-- PROBLEM TO SOLVE --
Print verbatim the lines of the entries from the one containing "let text = response.text().await?;" to the last, inclusive, and no others.

-- Stored records --
// Copyright (c) Microsoft Corporation. All rights reserved.
// Licensed under the MIT License.

use std::sync::Arc;
use std::time::Duration;

use reqwest::StatusCode;
use tracing::{debug, warn};
use url::Url;

use super::models::{DatabaseAccount, DatabaseAccountKeys, DatabaseAccountListResult};
use crate::constants;
use crate::credentials::TokenCredential;
use crate::error::{Error, Result};

/// Default timeout for API requests.
const DEFAULT_TIMEOUT_SECS: u64 = 30;

/// Azure API version for Cosmos DB management operations.
const COSMOS_DB_API_VERSION: &str = "2023-04-15";

/// Resource provider namespace for Cosmos DB.
const RESOURCE_PROVIDER: &str = "Microsoft.DocumentDB";

/// Azure Resource Manager client scoped to a single subscription.
#[derive(Clone)]
pub struct ArmClient {
    /// HTTP client.
    http: reqwest::Client,
    /// Credential used to obtain bearer tokens.
    credential: Arc<dyn TokenCredential>,
    /// Resource Manager endpoint, without a trailing slash.
    endpoint: String,
    /// Subscription ID.
    subscription_id: String,
}

impl ArmClient {
    /// Creates a client for the Azure global cloud.
    ///
    /// # Errors
    /// Returns an error if the HTTP client cannot be created.
    pub fn new(
        credential: Arc<dyn TokenCredential>,
        subscription_id: impl Into<String>,
    ) -> Result<Self> {
        let http = reqwest::Client::builder()
            .timeout(Duration::from_secs(DEFAULT_TIMEOUT_SECS))
            .build()?;

        Ok(Self {
            http,
            credential,
            endpoint: constants::AZURE_PUBLIC_CLOUD_MANAGEMENT_ENDPOINT.to_string(),
            subscription_id: subscription_id.into(),
        })
    }

    /// Overrides the Resource Manager endpoint.
    pub fn with_endpoint(mut self, endpoint: Url) -> Self {
        self.endpoint = endpoint.as_str().trim_end_matches('/').to_string();
        self
    }

    /// Lists every Cosmos DB account visible under the subscription.
    pub async fn list_database_accounts(&self) -> Result<Vec<DatabaseAccount>> {
        let url = format!(
            "{}/subscriptions/{}/providers/{}/databaseAccounts?api-version={}",
            self.endpoint, self.subscription_id, RESOURCE_PROVIDER, COSMOS_DB_API_VERSION
        );
        self.collect_account_pages(url).await
    }

    /// Lists the Cosmos DB accounts in one resource group.
    pub async fn list_database_accounts_in_group(
        &self,
        resource_group: &str,
    ) -> Result<Vec<DatabaseAccount>> {
        let url = format!(
            "{}/subscriptions/{}/resourceGroups/{}/providers/{}/databaseAccounts?api-version={}",
            self.endpoint,
            self.subscription_id,
            resource_group,
            RESOURCE_PROVIDER,
            COSMOS_DB_API_VERSION
        );
        self.collect_account_pages(url).await
    }

    /// Retrieves the access keys for an account by its full resource ID.
    pub async fn list_keys(&self, account_id: &str) -> Result<DatabaseAccountKeys> {
        let url = format!(
            "{}{}/listKeys?api-version={}",
            self.endpoint, account_id, COSMOS_DB_API_VERSION
        );

        debug!(url = %url, "POST request");

        let token = self.credential.get_token(&[constants::MANAGEMENT_SCOPE]).await?;
        let response = self.http.post(&url).bearer_auth(&token.token).send().await?;
        self.handle_response(response).await
    }

    /// Follows `nextLink` pages until the listing is exhausted. Each page is
    /// visited exactly once.
    async fn collect_account_pages(&self, first_page: String) -> Result<Vec<DatabaseAccount>> {
        let mut accounts = Vec::new();
        let mut next = Some(first_page);

        while let Some(url) = next {
            let page: DatabaseAccountListResult = self.get(&url).await?;
            accounts.extend(page.value);
            next = page.next_link;
        }

        Ok(accounts)
    }

    /// Make an authenticated GET request.
    async fn get<T: serde::de::DeserializeOwned>(&self, url: &str) -> Result<T> {
        debug!(url = %url, "GET request");

        let token = self.credential.get_token(&[constants::MANAGEMENT_SCOPE]).await?;
        let response = self.http.get(url).bearer_auth(&token.token).send().await?;
        self.handle_response(response).await
    }

    /// Handle API response.
    async fn handle_response<T: serde::de::DeserializeOwned>(
        &self,
        response: reqwest::Response,
    ) -> Result<T> {
        let status = response.status();
        let text = response.text().await?;

        if status.is_success() {
            serde_json::from_str(&text).map_err(|e| {
                warn!(error = %e, body = %text, "failed to parse response");
                Error::Json(e)
            })
        } else if status == StatusCode::NOT_FOUND {
            Err(Error::NotFound(text))
        } else if status == StatusCode::UNAUTHORIZED || status == StatusCode::FORBIDDEN {
            Err(Error::Auth(text))
        } else {
            Err(Error::Api {
                status: status.as_u16(),
                message: text,
            })
        }
    }
}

-- ANSWER SPACE --
        let text = response.text().await?;

        if status.is_success() {
            serde_json::from_str(&text).map_err(|e| {
                warn!(error = %e, body = %text, "failed to parse response");
                Error::Json(e)
            })
        } else if status == StatusCode::NOT_FOUND {
            Err(Error::NotFound(text))
        } else if status == StatusCode::UNAUTHORIZED || status == StatusCode::FORBIDDEN {
            Err(Error::Auth(text))
        } else {
            Err(Error::Api {
                status: status.as_u16(),
                message: text,
            })
        }
    }
}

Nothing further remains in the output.